Girl Bands Are Shit
Throughout history, musical prodigies who were all men have revolutionized music, leaving exotic new tapestries of sound behind for the world to enjoy. That’s called immortality and it’s completely off-limits to women.
In order to join the ranks of the immortal, you have to give the world something that can’t eventually cash a social security check. Women can’t do that. As a man, reaching your potential may take longer than 9 months.
But there’s another type of musician that’s equally important to music. Bands. Even though most of them suck, most bands are not the worst of the worst. Most bands are not girl bands.
Girl bands are shit.
Fuck Teamwork
Being in a band is like being in a cockblocking competition. Your weapon is your instrument, and your foe is every other man on Earth. Since the only cock women have ever had to block to get what they want is their husband’s, women don’t know the first thing about being in a band.
Competition is the spark plug of greatness.

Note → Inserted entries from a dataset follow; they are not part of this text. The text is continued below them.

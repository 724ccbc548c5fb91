//! Operatings Entity
//!
//! Live operating assignment of a user (what the account is currently allowed to work on).
//! Not historical data: removed together with the groups it owns when its user is
//! deactivated by a company-wide cascade.

use sea_orm::entity::prelude::*;
use serde::{Deserialize, Serialize};

#[derive(Clone, Debug, PartialEq, DeriveEntityModel, Eq, Serialize, Deserialize)]
#[sea_orm(table_name = "operatings")]
pub struct Model {
    #[sea_orm(primary_key)]
    pub id:      i32,
    pub user_id: i32,
    pub name:    String,
    pub active:  bool,
}

#[derive(Copy, Clone, Debug, EnumIter, DeriveRelation)]
pub enum Relation {
    #[sea_orm(
        belongs_to = "super::users::Entity",
        from = "Column::UserId",
        to = "super::users::Column::Id",
        on_update = "NoAction",
        on_delete = "Restrict"
    )]
    User,
    #[sea_orm(has_many = "super::operating_groups::Entity")]
    Groups,
}

impl Related<super::users::Entity> for Entity {
    fn to() -> RelationDef { Relation::User.def() }
}

impl Related<super::operating_groups::Entity> for Entity {
    fn to() -> RelationDef { Relation::Groups.def() }
}

impl ActiveModelBehavior for ActiveModel {}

Without musical competitiveness among band members, you end up with a mess lacking in conviction and full of trial and error. Girl bands are like middle-management teleconferences. Everyone wants to look as busy as possible, no one is actually doing anything, and it’s all out of sync because technology isn’t magic.

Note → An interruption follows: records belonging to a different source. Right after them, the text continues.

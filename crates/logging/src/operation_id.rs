//! # Operation ID Tracking
//!
//! Correlation identifiers for multi-step operations such as cascade deletions.
//! Every log line emitted inside an operation's span carries the same id.
//! Uses CUID2 for collision-resistant, URL-safe identifiers.

use std::str::FromStr;

/// An operation ID type using CUID2.
#[derive(Debug, Clone, PartialEq, Eq, PartialOrd, Ord, Hash)]
pub struct OperationId(String);

impl OperationId {
    /// Generate a new random operation ID.
    #[inline]
    pub fn new() -> Self { Self(cuid2::create_id()) }

    /// Get the operation ID as a string.
    #[inline]
    pub fn as_str(&self) -> &str { &self.0 }

    /// Consume and return the inner string.
    #[inline]
    pub fn into_string(self) -> String { self.0 }
}

impl Default for OperationId {
    #[inline]
    fn default() -> Self { Self::new() }
}

impl FromStr for OperationId {
    type Err = String;

    /// Accept an externally supplied id (e.g. forwarded from a caller).
    fn from_str(s: &str) -> Result<Self, Self::Err> {
        let s = s.trim();
        if (20 ..= 32).contains(&s.len()) &&
            s.chars()
                .all(|c| c.is_ascii_alphanumeric() || c == '-' || c == '_')
        {
            Ok(Self(s.to_string()))
        }
        else {
            Err("Invalid operation ID format".to_string())
        }
    }
}

impl std::fmt::Display for OperationId {
    fn fmt(&self, f: &mut std::fmt::Formatter<'_>) -> std::fmt::Result { write!(f, "{}", self.0) }
}

#[cfg(test)]
mod tests {
    use super::*;

    #[test]
    fn test_operation_id_uniqueness() {
        let a = OperationId::new();
        let b = OperationId::new();
        assert_ne!(a, b);
    }

    #[test]
    fn test_operation_id_from_str() {
        let raw = "k192v2g4w3zq8h6j5k1abc";
        let id: OperationId = raw.parse().unwrap();
        assert_eq!(id.as_str(), raw);
        assert_eq!(id.to_string(), raw);
    }

    #[test]
    fn test_operation_id_from_str_invalid() {
        assert!("short".parse::<OperationId>().is_err());
        assert!("invalid!@#invalid!@#invalid".parse::<OperationId>().is_err());
    }
}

A fuzz box won’t make a girl a star. Only a penis will do that. See Kim Kardashian, Paris Hilton, or Heather Mills for an explanation.
Boyfriends
All girl bands have at least a hundred songs about their ex-boyfriends. The second girls learn to talk, boys are all they want to talk about. The second girls learn to write, boys are all they want to write notes about. If girls could learn to piss in the snow, guess what they would be pissing. Boys.

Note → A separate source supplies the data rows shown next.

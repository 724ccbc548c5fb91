//! # CLI Migration Command
//!
//! Database migration handling for the warehouse CLI.

use error::{AppError, Result};
use migration::{DatabaseConfig, MigratorTrait as _};
use tracing::info;

use crate::commands::MigrateArgs;

/// Runs, lists or rolls back database migrations
///
/// # Errors
///
/// Returns an error if the connection or a migration fails.
pub async fn migrate(config: &DatabaseConfig, args: MigrateArgs) -> Result<()> {
    info!(
        target: "migrate",
        dry_run = %args.dry_run,
        rollback = %args.rollback,
        "Running database migrations..."
    );

    let db = config.connect().await?;

    if args.dry_run {
        let pending = migration::Migrator::get_pending_migrations(&db.inner)
            .await
            .map_err(|e| AppError::migration(format!("Failed to get pending migrations: {}", e)))?;

        info!(target: "migrate", pending_count = %pending.len(), "Pending migrations found");
        for m in &pending {
            println!("{}", m.name());
        }
        return Ok(());
    }

    if args.rollback {
        info!(target: "migrate", "Rolling back the last migration...");
        migration::Migrator::down(&db.inner, Some(1))
            .await
            .map_err(|e| AppError::migration(format!("Failed to rollback migration: {}", e)))?;
        info!(target: "migrate", "Rollback completed successfully");
        return Ok(());
    }

    db.migrate().await?;
    info!(target: "migrate", "Migrations completed successfully");
    Ok(())
}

The reason girl bands who are successful are over-hyped monsters created from focus groups, is not because of marketing. It’s because “real” girl bands shoot themselves in the vagina with truckloads of repetitive and immature emotional horseshit. Not even PT Barnum could sell a “lesbian”-looking trio from Silverlake who don’t think it’s cool to put on mascara or lip liner while they sing half their songs about what it feels like to be used up sperm dumpsters.
At least the Spice Girls had snazzy boots.
Too Complicated
There are only three instruments that women can play with any kind of competence. Their voice, their hips, and a bass guitar. Everything else is way too complicated.
Until the four bass quartet is an actual thing anyone wants to listen to, girl bands can go fuck themselves.
No smoking in bars? How about no girl bands.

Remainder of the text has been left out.